##### Available records #####

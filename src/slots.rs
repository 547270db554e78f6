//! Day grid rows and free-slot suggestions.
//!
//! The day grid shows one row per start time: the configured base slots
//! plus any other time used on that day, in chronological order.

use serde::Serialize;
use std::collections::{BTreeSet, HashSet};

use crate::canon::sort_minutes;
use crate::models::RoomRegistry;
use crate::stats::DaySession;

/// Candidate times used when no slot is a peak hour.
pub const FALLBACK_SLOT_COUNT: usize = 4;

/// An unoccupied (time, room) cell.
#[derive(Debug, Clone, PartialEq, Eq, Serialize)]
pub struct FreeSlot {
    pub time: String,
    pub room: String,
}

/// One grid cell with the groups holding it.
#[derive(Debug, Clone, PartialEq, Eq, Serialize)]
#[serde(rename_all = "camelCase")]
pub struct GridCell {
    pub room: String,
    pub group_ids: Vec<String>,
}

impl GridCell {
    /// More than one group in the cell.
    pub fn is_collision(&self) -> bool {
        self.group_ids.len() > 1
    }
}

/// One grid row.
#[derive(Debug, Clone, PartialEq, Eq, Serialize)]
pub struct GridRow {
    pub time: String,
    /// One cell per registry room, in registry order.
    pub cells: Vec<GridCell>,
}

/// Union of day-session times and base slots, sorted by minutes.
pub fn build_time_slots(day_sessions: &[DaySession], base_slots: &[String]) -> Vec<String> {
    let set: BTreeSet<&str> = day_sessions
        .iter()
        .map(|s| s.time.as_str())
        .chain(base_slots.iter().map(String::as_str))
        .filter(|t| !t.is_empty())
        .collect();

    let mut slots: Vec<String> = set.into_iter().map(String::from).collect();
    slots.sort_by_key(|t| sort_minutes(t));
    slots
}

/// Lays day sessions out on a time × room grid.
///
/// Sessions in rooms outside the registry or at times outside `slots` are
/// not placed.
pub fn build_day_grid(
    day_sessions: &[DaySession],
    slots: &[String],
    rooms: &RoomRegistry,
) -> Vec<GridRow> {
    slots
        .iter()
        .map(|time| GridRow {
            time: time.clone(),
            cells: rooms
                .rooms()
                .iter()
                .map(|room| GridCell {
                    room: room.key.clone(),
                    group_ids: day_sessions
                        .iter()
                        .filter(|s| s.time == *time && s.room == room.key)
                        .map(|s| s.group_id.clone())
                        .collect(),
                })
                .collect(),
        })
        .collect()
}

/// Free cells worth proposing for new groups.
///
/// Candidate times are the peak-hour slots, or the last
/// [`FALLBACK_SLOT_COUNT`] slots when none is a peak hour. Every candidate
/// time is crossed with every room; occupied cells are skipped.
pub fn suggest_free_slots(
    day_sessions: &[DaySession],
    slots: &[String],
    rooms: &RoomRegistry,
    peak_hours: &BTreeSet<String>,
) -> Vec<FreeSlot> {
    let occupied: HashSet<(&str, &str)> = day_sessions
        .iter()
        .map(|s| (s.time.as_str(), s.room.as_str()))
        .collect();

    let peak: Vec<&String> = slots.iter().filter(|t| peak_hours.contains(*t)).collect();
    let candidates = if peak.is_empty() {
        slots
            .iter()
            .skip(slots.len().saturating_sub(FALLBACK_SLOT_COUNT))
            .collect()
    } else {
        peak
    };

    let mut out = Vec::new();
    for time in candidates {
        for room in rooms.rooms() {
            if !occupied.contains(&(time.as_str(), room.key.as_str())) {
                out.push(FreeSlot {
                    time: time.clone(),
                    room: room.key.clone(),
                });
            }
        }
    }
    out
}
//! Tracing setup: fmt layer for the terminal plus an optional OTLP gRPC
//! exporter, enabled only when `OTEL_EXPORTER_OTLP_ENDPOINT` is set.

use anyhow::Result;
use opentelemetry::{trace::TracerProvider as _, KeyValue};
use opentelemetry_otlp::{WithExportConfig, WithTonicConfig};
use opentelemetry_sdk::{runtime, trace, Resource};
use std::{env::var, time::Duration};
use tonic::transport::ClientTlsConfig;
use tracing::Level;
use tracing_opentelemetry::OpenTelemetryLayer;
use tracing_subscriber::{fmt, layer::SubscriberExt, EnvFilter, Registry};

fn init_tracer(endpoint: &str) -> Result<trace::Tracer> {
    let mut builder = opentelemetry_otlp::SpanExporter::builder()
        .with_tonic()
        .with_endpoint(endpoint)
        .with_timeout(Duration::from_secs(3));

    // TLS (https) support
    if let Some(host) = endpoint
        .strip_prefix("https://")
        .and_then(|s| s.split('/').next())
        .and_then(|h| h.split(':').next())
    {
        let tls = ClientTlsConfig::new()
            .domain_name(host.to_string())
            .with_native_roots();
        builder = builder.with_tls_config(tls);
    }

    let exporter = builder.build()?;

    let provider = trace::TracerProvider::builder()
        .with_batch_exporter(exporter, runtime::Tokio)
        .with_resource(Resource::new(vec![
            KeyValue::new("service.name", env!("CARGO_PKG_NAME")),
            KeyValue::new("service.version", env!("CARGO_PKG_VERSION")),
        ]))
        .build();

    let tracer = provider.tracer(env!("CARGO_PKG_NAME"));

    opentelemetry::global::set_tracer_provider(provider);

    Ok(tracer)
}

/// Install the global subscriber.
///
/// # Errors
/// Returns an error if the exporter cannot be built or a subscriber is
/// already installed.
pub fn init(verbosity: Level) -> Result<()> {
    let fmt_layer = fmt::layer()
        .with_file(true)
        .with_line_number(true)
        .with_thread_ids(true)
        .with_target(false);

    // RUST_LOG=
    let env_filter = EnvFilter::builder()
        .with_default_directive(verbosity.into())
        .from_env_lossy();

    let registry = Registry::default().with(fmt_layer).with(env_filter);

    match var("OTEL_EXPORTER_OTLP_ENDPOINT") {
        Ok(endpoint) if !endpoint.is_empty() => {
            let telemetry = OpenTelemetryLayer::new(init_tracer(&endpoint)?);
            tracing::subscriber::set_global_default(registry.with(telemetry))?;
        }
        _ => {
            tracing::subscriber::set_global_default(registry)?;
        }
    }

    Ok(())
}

#####

## Task prompt
If a line of the listing above holds the string "when", copy it.

## Answer to this exercise
/// Candidate times used when no slot is a peak hour.
/// [`FALLBACK_SLOT_COUNT`] slots when none is a peak hour. Every candidate
//! exporter, enabled only when `OTEL_EXPORTER_OTLP_ENDPOINT` is set.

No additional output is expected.